§ **Assignment**
Exactly as written, return every line of the data below.

§ **Records for this task**
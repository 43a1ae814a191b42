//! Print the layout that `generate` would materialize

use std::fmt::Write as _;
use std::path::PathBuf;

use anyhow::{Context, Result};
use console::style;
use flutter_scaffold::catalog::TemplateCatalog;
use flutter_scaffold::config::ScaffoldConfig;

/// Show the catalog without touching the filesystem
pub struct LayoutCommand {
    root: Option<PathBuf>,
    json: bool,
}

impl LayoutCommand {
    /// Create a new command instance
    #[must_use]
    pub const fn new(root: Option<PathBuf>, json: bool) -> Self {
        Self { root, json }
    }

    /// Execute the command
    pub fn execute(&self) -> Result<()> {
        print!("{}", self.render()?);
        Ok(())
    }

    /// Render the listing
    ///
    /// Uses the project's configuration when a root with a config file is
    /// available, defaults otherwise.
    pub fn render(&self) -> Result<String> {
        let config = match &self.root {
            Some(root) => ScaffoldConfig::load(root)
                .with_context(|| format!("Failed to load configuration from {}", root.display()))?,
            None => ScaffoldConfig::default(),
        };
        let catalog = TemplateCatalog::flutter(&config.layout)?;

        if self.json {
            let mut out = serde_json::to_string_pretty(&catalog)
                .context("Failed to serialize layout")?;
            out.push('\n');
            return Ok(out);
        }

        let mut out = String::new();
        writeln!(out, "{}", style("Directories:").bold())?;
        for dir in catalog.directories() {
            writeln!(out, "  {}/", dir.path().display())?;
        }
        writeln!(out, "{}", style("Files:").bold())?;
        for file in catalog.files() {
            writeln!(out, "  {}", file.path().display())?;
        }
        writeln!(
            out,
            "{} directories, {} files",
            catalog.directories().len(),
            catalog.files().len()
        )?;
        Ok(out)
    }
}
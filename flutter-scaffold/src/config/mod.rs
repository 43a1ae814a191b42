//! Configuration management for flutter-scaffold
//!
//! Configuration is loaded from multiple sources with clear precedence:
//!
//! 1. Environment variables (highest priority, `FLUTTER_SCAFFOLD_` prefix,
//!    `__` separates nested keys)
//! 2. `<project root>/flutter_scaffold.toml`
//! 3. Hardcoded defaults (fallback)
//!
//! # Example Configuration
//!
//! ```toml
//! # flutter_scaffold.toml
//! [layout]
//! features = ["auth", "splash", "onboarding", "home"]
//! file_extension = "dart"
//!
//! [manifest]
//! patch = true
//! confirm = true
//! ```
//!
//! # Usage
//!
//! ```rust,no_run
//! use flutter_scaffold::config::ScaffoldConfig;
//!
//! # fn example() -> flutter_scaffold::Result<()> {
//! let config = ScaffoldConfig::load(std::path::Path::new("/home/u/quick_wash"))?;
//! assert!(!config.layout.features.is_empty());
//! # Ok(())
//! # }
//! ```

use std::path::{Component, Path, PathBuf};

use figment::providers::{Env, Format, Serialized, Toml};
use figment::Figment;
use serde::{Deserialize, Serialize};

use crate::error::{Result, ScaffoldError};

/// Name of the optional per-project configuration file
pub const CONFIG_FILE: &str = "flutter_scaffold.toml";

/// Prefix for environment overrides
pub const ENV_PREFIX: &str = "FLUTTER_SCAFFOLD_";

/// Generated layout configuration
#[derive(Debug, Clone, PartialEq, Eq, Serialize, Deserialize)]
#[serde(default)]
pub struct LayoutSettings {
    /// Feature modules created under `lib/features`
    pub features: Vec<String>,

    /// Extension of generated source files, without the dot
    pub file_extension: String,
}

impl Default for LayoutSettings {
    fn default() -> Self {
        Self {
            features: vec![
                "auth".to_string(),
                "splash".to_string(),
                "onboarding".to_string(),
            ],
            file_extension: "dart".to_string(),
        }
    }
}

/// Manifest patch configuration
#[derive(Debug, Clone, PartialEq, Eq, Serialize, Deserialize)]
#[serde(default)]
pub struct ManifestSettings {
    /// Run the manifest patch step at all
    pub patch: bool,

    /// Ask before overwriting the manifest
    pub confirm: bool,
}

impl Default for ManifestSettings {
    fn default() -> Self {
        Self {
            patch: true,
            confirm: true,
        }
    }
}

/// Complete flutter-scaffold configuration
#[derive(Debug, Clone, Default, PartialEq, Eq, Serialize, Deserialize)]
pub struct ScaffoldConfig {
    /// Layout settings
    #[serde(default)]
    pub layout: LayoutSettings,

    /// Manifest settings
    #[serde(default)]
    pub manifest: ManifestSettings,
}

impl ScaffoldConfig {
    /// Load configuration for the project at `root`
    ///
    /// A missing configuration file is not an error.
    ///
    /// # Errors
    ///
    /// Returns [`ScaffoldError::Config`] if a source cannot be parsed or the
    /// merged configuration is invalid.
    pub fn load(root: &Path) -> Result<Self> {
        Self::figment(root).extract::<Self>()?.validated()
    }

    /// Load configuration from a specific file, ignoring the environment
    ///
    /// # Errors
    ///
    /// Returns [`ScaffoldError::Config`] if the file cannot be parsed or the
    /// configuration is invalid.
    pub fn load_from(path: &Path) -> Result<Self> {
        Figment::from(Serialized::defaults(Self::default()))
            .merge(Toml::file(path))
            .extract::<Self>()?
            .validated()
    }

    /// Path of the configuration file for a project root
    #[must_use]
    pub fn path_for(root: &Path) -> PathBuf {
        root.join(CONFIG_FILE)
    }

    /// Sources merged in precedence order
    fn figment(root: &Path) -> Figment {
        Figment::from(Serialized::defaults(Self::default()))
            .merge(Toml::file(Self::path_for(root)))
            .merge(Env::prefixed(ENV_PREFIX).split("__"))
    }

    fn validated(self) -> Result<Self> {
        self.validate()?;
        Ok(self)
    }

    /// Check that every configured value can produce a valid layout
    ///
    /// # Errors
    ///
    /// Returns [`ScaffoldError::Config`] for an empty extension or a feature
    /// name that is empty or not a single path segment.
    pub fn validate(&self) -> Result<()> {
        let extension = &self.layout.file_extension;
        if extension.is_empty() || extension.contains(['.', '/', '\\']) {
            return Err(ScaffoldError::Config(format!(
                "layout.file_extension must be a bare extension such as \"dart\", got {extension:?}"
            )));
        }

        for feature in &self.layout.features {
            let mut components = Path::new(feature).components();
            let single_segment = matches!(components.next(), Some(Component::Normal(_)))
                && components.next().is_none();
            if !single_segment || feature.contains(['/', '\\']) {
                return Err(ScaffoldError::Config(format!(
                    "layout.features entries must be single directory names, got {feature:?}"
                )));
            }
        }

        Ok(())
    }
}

§ **Solution for this problem**
repository 43a1ae814a191b42
//! Print the layout that `generate` would materialize

use std::fmt::Write as _;
use std::path::PathBuf;

use anyhow::{Context, Result};
use console::style;
use flutter_scaffold::catalog::TemplateCatalog;
use flutter_scaffold::config::ScaffoldConfig;

/// Show the catalog without touching the filesystem
pub struct LayoutCommand {
    root: Option<PathBuf>,
    json: bool,
}

impl LayoutCommand {
    /// Create a new command instance
    #[must_use]
    pub const fn new(root: Option<PathBuf>, json: bool) -> Self {
        Self { root, json }
    }

    /// Execute the command
    pub fn execute(&self) -> Result<()> {
        print!("{}", self.render()?);
        Ok(())
    }

    /// Render the listing
    ///
    /// Uses the project's configuration when a root with a config file is
    /// available, defaults otherwise.
    pub fn render(&self) -> Result<String> {
        let config = match &self.root {
            Some(root) => ScaffoldConfig::load(root)
                .with_context(|| format!("Failed to load configuration from {}", root.display()))?,
            None => ScaffoldConfig::default(),
        };
        let catalog = TemplateCatalog::flutter(&config.layout)?;

        if self.json {
            let mut out = serde_json::to_string_pretty(&catalog)
                .context("Failed to serialize layout")?;
            out.push('\n');
            return Ok(out);
        }

        let mut out = String::new();
        writeln!(out, "{}", style("Directories:").bold())?;
        for dir in catalog.directories() {
            writeln!(out, "  {}/", dir.path().display())?;
        }
        writeln!(out, "{}", style("Files:").bold())?;
        for file in catalog.files() {
            writeln!(out, "  {}", file.path().display())?;
        }
        writeln!(
            out,
            "{} directories, {} files",
            catalog.directories().len(),
            catalog.files().len()
        )?;
        Ok(out)
    }
}
filename flutter-scaffold/src/config/mod.rs
repository 43a1ae814a191b42
//! Configuration management for flutter-scaffold
//!
//! Configuration is loaded from multiple sources with clear precedence:
//!
//! 1. Environment variables (highest priority, `FLUTTER_SCAFFOLD_` prefix,
//!    `__` separates nested keys)
//! 2. `<project root>/flutter_scaffold.toml`
//! 3. Hardcoded defaults (fallback)
//!
//! # Example Configuration
//!
//! ```toml
//! # flutter_scaffold.toml
//! [layout]
//! features = ["auth", "splash", "onboarding", "home"]
//! file_extension = "dart"
//!
//! [manifest]
//! patch = true
//! confirm = true
//! ```
//!
//! # Usage
//!
//! ```rust,no_run
//! use flutter_scaffold::config::ScaffoldConfig;
//!
//! # fn example() -> flutter_scaffold::Result<()> {
//! let config = ScaffoldConfig::load(std::path::Path::new("/home/u/quick_wash"))?;
//! assert!(!config.layout.features.is_empty());
//! # Ok(())
//! # }
//! ```

use std::path::{Component, Path, PathBuf};

use figment::providers::{Env, Format, Serialized, Toml};
use figment::Figment;
use serde::{Deserialize, Serialize};

use crate::error::{Result, ScaffoldError};

/// Name of the optional per-project configuration file
pub const CONFIG_FILE: &str = "flutter_scaffold.toml";

/// Prefix for environment overrides
pub const ENV_PREFIX: &str = "FLUTTER_SCAFFOLD_";

/// Generated layout configuration
#[derive(Debug, Clone, PartialEq, Eq, Serialize, Deserialize)]
#[serde(default)]
pub struct LayoutSettings {
    /// Feature modules created under `lib/features`
    pub features: Vec<String>,

    /// Extension of generated source files, without the dot
    pub file_extension: String,
}

impl Default for LayoutSettings {
    fn default() -> Self {
        Self {
            features: vec![
                "auth".to_string(),
                "splash".to_string(),
                "onboarding".to_string(),
            ],
            file_extension: "dart".to_string(),
        }
    }
}

/// Manifest patch configuration
#[derive(Debug, Clone, PartialEq, Eq, Serialize, Deserialize)]
#[serde(default)]
pub struct ManifestSettings {
    /// Run the manifest patch step at all
    pub patch: bool,

    /// Ask before overwriting the manifest
    pub confirm: bool,
}

impl Default for ManifestSettings {
    fn default() -> Self {
        Self {
            patch: true,
            confirm: true,
        }
    }
}

/// Complete flutter-scaffold configuration
#[derive(Debug, Clone, Default, PartialEq, Eq, Serialize, Deserialize)]
pub struct ScaffoldConfig {
    /// Layout settings
    #[serde(default)]
    pub layout: LayoutSettings,

    /// Manifest settings
    #[serde(default)]
    pub manifest: ManifestSettings,
}

impl ScaffoldConfig {
    /// Load configuration for the project at `root`
    ///
    /// A missing configuration file is not an error.
    ///
    /// # Errors
    ///
    /// Returns [`ScaffoldError::Config`] if a source cannot be parsed or the
    /// merged configuration is invalid.
    pub fn load(root: &Path) -> Result<Self> {
        Self::figment(root).extract::<Self>()?.validated()
    }

    /// Load configuration from a specific file, ignoring the environment
    ///
    /// # Errors
    ///
    /// Returns [`ScaffoldError::Config`] if the file cannot be parsed or the
    /// configuration is invalid.
    pub fn load_from(path: &Path) -> Result<Self> {
        Figment::from(Serialized::defaults(Self::default()))
            .merge(Toml::file(path))
            .extract::<Self>()?
            .validated()
    }

    /// Path of the configuration file for a project root
    #[must_use]
    pub fn path_for(root: &Path) -> PathBuf {
        root.join(CONFIG_FILE)
    }

    /// Sources merged in precedence order
    fn figment(root: &Path) -> Figment {
        Figment::from(Serialized::defaults(Self::default()))
            .merge(Toml::file(Self::path_for(root)))
            .merge(Env::prefixed(ENV_PREFIX).split("__"))
    }

    fn validated(self) -> Result<Self> {
        self.validate()?;
        Ok(self)
    }

    /// Check that every configured value can produce a valid layout
    ///
    /// # Errors
    ///
    /// Returns [`ScaffoldError::Config`] for an empty extension or a feature
    /// name that is empty or not a single path segment.
    pub fn validate(&self) -> Result<()> {
        let extension = &self.layout.file_extension;
        if extension.is_empty() || extension.contains(['.', '/', '\\']) {
            return Err(ScaffoldError::Config(format!(
                "layout.file_extension must be a bare extension such as \"dart\", got {extension:?}"
            )));
        }

        for feature in &self.layout.features {
            let mut components = Path::new(feature).components();
            let single_segment = matches!(components.next(), Some(Component::Normal(_)))
                && components.next().is_none();
            if !single_segment || feature.contains(['/', '\\']) {
                return Err(ScaffoldError::Config(format!(
                    "layout.features entries must be single directory names, got {feature:?}"
                )));
            }
        }

        Ok(())
    }
}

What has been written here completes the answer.